At least that is the case at Princeton University, where female undergrads tend to eschew high-profile executive positions at the most prestigious student organizations in favor of less glamorous -- but often equally labor-intensive -- leadership roles, according to a new study by researchers at the university. And the sorts of behavior and attitudes that have given rise to this trend have led the authors of the study to suspect that this may not be just a Princeton phenomenon.

It is also a recent development.
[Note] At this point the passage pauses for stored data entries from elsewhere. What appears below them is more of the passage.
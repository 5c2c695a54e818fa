use chrono::{DateTime, Utc};

use crate::clock::TickSource;
use crate::session::{ActiveSnapshot, EndReason, TimerLevel};
use crate::summary::{format_clock, format_duration, ResultsSummary};

const BAR_CELLS: u32 = 10;

/// Ten-cell bar of the question time left, coloured by how much is left.
pub fn timer_bar(snapshot: &ActiveSnapshot) -> String {
    let allotted = snapshot.allotted_seconds.max(1);
    let filled = (snapshot.question_remaining * BAR_CELLS + allotted - 1) / allotted;
    let filled = filled.min(BAR_CELLS);
    let cell = match snapshot.timer_level() {
        TimerLevel::Plenty => "🟩",
        TimerLevel::Low => "🟨",
        TimerLevel::Critical => "🟥",
    };
    format!(
        "{}{}",
        cell.repeat(filled as usize),
        "⬜".repeat((BAR_CELLS - filled) as usize)
    )
}

pub fn render_question(snapshot: &ActiveSnapshot) -> String {
    format!(
        "{} {}    ⏱ {}    Score: {}\n{} {}s\n\nQuestion {} of {}\n{}",
        snapshot.difficulty.badge(),
        snapshot.difficulty,
        format_clock(snapshot.overall_remaining),
        snapshot.score,
        timer_bar(snapshot),
        snapshot.question_remaining,
        snapshot.index + 1,
        snapshot.total,
        snapshot.prompt
    )
}

pub fn render_results(summary: &ResultsSummary) -> String {
    let headline = match summary.reason {
        EndReason::Completed => "🏆 Quiz Complete!",
        EndReason::OverallTimeout => "⌛ Time's up! Quiz Complete!",
    };
    format!(
        "{}\n\nTotal score: {} / {}\nAccuracy: {}%\nTime remaining: {}\n\nUse /quiz <topic> to play again.",
        headline,
        summary.score,
        summary.total_marks,
        summary.accuracy_percent,
        format_duration(summary.time_remaining)
    )
}

pub fn render_status(topic: &str, started_at: DateTime<Utc>, snapshot: &ActiveSnapshot) -> String {
    format!(
        "Quiz on \"{}\" started {}\nQuestion {} of {}, score {}, {} left overall",
        topic,
        started_at.format("%H:%M:%S UTC"),
        snapshot.index + 1,
        snapshot.total,
        snapshot.score,
        format_clock(snapshot.overall_remaining)
    )
}

/// Clock-driven redraws happen every fifth second of the overall clock;
/// Telegram rate-limits message edits. Question ticks never redraw, so a
/// qualifying second is drawn once.
pub fn should_refresh(source: TickSource, snapshot: &ActiveSnapshot) -> bool {
    source == TickSource::Overall && snapshot.overall_remaining % 5 == 0
}

/// Decides which edits of one quiz message still apply.
///
/// Edits come from button presses and from the clock at the same time. Once
/// the message has been closed (results or a stop notice), nothing redraws
/// the question over it, and a question view never replaces a later one.
#[derive(Debug, Default)]
pub struct MessageGate {
    closed: bool,
    epoch: u64,
}

impl MessageGate {
    pub fn admit_question(&mut self, snapshot: &ActiveSnapshot) -> bool {
        if self.closed || snapshot.epoch < self.epoch {
            return false;
        }
        self.epoch = snapshot.epoch;
        true
    }

    /// True only for the first close.
    pub fn admit_close(&mut self) -> bool {
        !std::mem::replace(&mut self.closed, true)
    }

    pub fn is_closed(&self) -> bool {
        self.closed
    }
}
In the decades after Princeton went co-ed in 1969, women regularly rose to high-profile leadership positions in student government, student media, and the university’s venerable “eating clubs,” and won many coveted fellowships, says Nannerl O. Keohane, a visiting professor of public affairs at Princeton and former president of Duke University and Wellesley College, who led the study. (The university now enrolls women and men in virtually equal numbers.)
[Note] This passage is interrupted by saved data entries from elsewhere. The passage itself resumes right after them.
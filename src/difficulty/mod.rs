use crate::error::ConfigError;
use crate::types::Difficulty;

/// Time allotment and point value of one difficulty tier.
#[derive(Debug, Clone, Copy, PartialEq, Eq)]
pub struct TierConfig {
    pub allotted_seconds: u32,
    pub points: u32,
}

/// Standard tier table, in rank order.
pub const STANDARD_TIERS: [(Difficulty, TierConfig); 3] = [
    (Difficulty::Simple, TierConfig { allotted_seconds: 10, points: 1 }),
    (Difficulty::Moderate, TierConfig { allotted_seconds: 20, points: 2 }),
    (Difficulty::Difficult, TierConfig { allotted_seconds: 30, points: 3 }),
];

/// Lookup from difficulty tier to its [`TierConfig`].
///
/// Built only through [`DifficultyPolicy::new`], which rejects tables that miss
/// a tier, repeat one, or carry zero values, so `tier` is total.
#[derive(Debug, Clone, PartialEq, Eq)]
pub struct DifficultyPolicy {
    tiers: [TierConfig; 3],
}

impl DifficultyPolicy {
    pub fn new(entries: &[(Difficulty, TierConfig)]) -> Result<Self, ConfigError> {
        let mut tiers: [Option<TierConfig>; 3] = [None; 3];
        for (difficulty, config) in entries {
            let slot = &mut tiers[Self::slot(*difficulty)];
            if slot.is_some() {
                return Err(ConfigError::DuplicateTier(*difficulty));
            }
            if config.allotted_seconds == 0 || config.points == 0 {
                return Err(ConfigError::NonPositiveTier(*difficulty));
            }
            *slot = Some(*config);
        }

        let mut checked = [TierConfig { allotted_seconds: 0, points: 0 }; 3];
        for difficulty in Difficulty::ALL {
            checked[Self::slot(difficulty)] =
                tiers[Self::slot(difficulty)].ok_or(ConfigError::MissingTier(difficulty))?;
        }
        Ok(Self { tiers: checked })
    }

    /// Simple = 10s/1pt, Moderate = 20s/2pt, Difficult = 30s/3pt.
    pub fn standard() -> Self {
        Self {
            tiers: [STANDARD_TIERS[0].1, STANDARD_TIERS[1].1, STANDARD_TIERS[2].1],
        }
    }

    pub fn tier(&self, difficulty: Difficulty) -> TierConfig {
        self.tiers[Self::slot(difficulty)]
    }

    pub fn allotted_seconds(&self, difficulty: Difficulty) -> u32 {
        self.tier(difficulty).allotted_seconds
    }

    pub fn points(&self, difficulty: Difficulty) -> u32 {
        self.tier(difficulty).points
    }

    fn slot(difficulty: Difficulty) -> usize {
        usize::from(difficulty.rank() - 1)
    }
}

impl Default for DifficultyPolicy {
    fn default() -> Self {
        Self::standard()
    }
}

/// Nominal question mix requested from the question service.
#[derive(Debug, Clone, Copy, PartialEq, Eq)]
pub struct Curriculum {
    pub simple: u32,
    pub moderate: u32,
    pub difficult: u32,
}

impl Curriculum {
    /// 5 Simple, 5 Moderate, 5 Difficult.
    pub const STANDARD: Curriculum = Curriculum { simple: 5, moderate: 5, difficult: 5 };

    pub fn count(&self, difficulty: Difficulty) -> u32 {
        match difficulty {
            Difficulty::Simple => self.simple,
            Difficulty::Moderate => self.moderate,
            Difficulty::Difficult => self.difficult,
        }
    }

    /// Ceiling score for this mix. It does not look at what a provider actually
    /// returned.
    pub fn max_score(&self, policy: &DifficultyPolicy) -> u32 {
        Difficulty::ALL
            .iter()
            .map(|d| self.count(*d) * policy.points(*d))
            .sum()
    }
}

impl Default for Curriculum {
    fn default() -> Self {
        Self::STANDARD
    }
}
But since 2000, female students with leadership aspirations have shifted their energies to less exalted pursuits as leaders of service organizations, advocacy groups, residential councils, dance troupes, academic clubs, and a cappella choirs. Women still flock to The Daily Princetonian, the student government, and other longstanding extracurricular meccas, Keohane says, but they have tended to land in positions -- both in those organizations and in more peripheral ones -- where responsibility is high and visibility is low.

“Despite being less likely than men to stand as candidates for a presidency or other more visible posts, undergraduate women do a large proportion of the important work in the organizations to which they belong,” according to the study, which was carried out by a committee of nine faculty members, six students, and three administrators.
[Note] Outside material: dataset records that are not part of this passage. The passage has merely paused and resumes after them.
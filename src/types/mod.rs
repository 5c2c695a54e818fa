use serde::{Deserialize, Serialize};
use std::collections::HashSet;

use crate::error::QuestionError;

mod difficulty;
pub use difficulty::*;

/// A multiple-choice question as returned by the question service.
///
/// Immutable once received; `validate` checks the shape the session relies on.
#[derive(Debug, Clone, PartialEq, Eq, Serialize, Deserialize)]
pub struct Question {
    #[serde(rename = "question")]
    pub prompt: String,
    pub options: Vec<String>,
    #[serde(rename = "answer")]
    pub correct_answer: String,
    pub difficulty: Difficulty,
}

impl Question {
    pub fn new(
        prompt: impl Into<String>,
        options: Vec<String>,
        correct_answer: impl Into<String>,
        difficulty: Difficulty,
    ) -> Self {
        Self {
            prompt: prompt.into(),
            options,
            correct_answer: correct_answer.into(),
            difficulty,
        }
    }

    pub fn validate(&self) -> Result<(), QuestionError> {
        if self.options.is_empty() {
            return Err(QuestionError::NoOptions);
        }
        let mut seen = HashSet::new();
        for option in &self.options {
            if !seen.insert(option.as_str()) {
                return Err(QuestionError::DuplicateOption(option.clone()));
            }
        }
        if !self.has_option(&self.correct_answer) {
            return Err(QuestionError::AnswerNotInOptions(self.correct_answer.clone()));
        }
        Ok(())
    }

    pub fn has_option(&self, option: &str) -> bool {
        self.options.iter().any(|o| o == option)
    }

    /// `None` never matches.
    pub fn is_correct(&self, answer: Option<&str>) -> bool {
        answer.map_or(false, |a| a == self.correct_answer)
    }
}

/// Stable sort by difficulty rank; same-tier questions keep provider order.
pub fn sort_by_difficulty(mut questions: Vec<Question>) -> Vec<Question> {
    questions.sort_by_key(|q| q.difficulty.rank());
    questions
}
use std::error::Error;
use std::sync::Arc;
use teloxide::prelude::*;

use timed_quiz_bot::{build_provider, command_handler, quiz_callback_handler, BotState, Command, Config};

#[tokio::main]
async fn main() -> Result<(), Box<dyn Error>> {
    // Read .env before the logger so RUST_LOG can live there too.
    let config = Config::from_env()?;
    pretty_env_logger::init();
    log::info!("Starting timed quiz bot...");

    // Initialize bot with token from environment
    let bot = Bot::from_env();

    let provider = build_provider(&config)?;
    log::info!(
        "Quizzes last {}s overall and are scored out of {}",
        config.overall_seconds,
        config.total_marks
    );

    let state = Arc::new(BotState::new(provider, config));

    let handler = dptree::entry()
        .branch(Update::filter_message().filter_command::<Command>().endpoint(
            |bot: Bot, msg: Message, cmd: Command, state: Arc<BotState>| async move {
                command_handler(bot, msg, cmd, state.clone()).await
            },
        ))
        .branch(quiz_callback_handler(state.clone()));

    log::info!("Starting command dispatching...");

    Dispatcher::builder(bot, handler)
        .dependencies(dptree::deps![state])
        .enable_ctrlc_handler()
        .build()
        .dispatch()
        .await;

    Ok(())
}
The committee, after conducting multiple focus groups and interviews with current students and alumni, identifies a number of findings that it thinks might have played some role in the migration of women to peripheral leadership positions. Women tend to undersell themselves, and in some cases might be explicitly discouraged from seeking elective office, it says.

Men, on the other hand, tend to assert themselves with more confidence, even when that confidence is not necessarily justified. “Men tend to speak up more quickly than women, to raise their hands and express their thoughts even before they are fully formulated,” the committee writes, “whereas women may take a bit more time to shape their comments and be more reticent about speaking up” -- even though “women are outpacing men on our campus in academic achievement, except at the very highest level.”

But aside from behavioral patterns that some would attribute to persistent social pressure on women to be deferential, the decision of many women to seek leadership duties outside the main is sometimes a practical one. Some women said they considered work within larger, older organizations to be “less rewarding,” and would pass on high-profile gigs in favor of “high impact” ones, says Keohane. (While the report notes that the university recently saw women elected to presidencies of three of Princeton's eating clubs, Keohane credits the committee's very public efforts to spark discussions of female student leadership on campus with inspiring a surge in female candidates.)

While the study was limited to one Ivy League campus, Keohane says the underlying causes are not unique to Princeton, and that other campuses might be seeing similar effects. The Princeton team solicited anecdotal data from 10 other institutions -- which it declined to name but identified as “strong research universities and liberal arts colleges,” including several Ivies -- and heard a lot of echoes. “Our peers report similar gender imbalances in the top elected positions on their respective campuses,” writes the committee.

The Washington Post last week reported that George Washington University and American University have recently seen a deficit of women running for student government, and cited statistics from the American Student Government Association indicating that male student government presidents outnumber their female counterparts, 60 percent to 40 percent, even though women outnumber men in higher education by the same percentage. Other institutions, such as Worcester Polytechnic Institute, cannot relate. Women at Worcester Polytechnic, who only make up 30 percent of the student body, occupy a disproportionate number of leadership positions on campus, according to Kristin Tichenor, the vice president of enrollment and institutional strategy there. (Tichenor attributes the difference to the fact that women at Worcester Polytechnic, which specializes in the male-dominated fields of engineering and hard science, might be uncommonly defiant of gender norms as a group.)

Keohane warns it would be a mistake to make categorical assumptions based on Princeton’s findings, which are specific to that university and very general at that level. There are unique lessons to be learned from holding top positions at both large, venerable organizations and smaller, more obscure ones, she says, whether the manager’s role is ambassadorial or behind the scenes. And those lessons benefit men and women equally.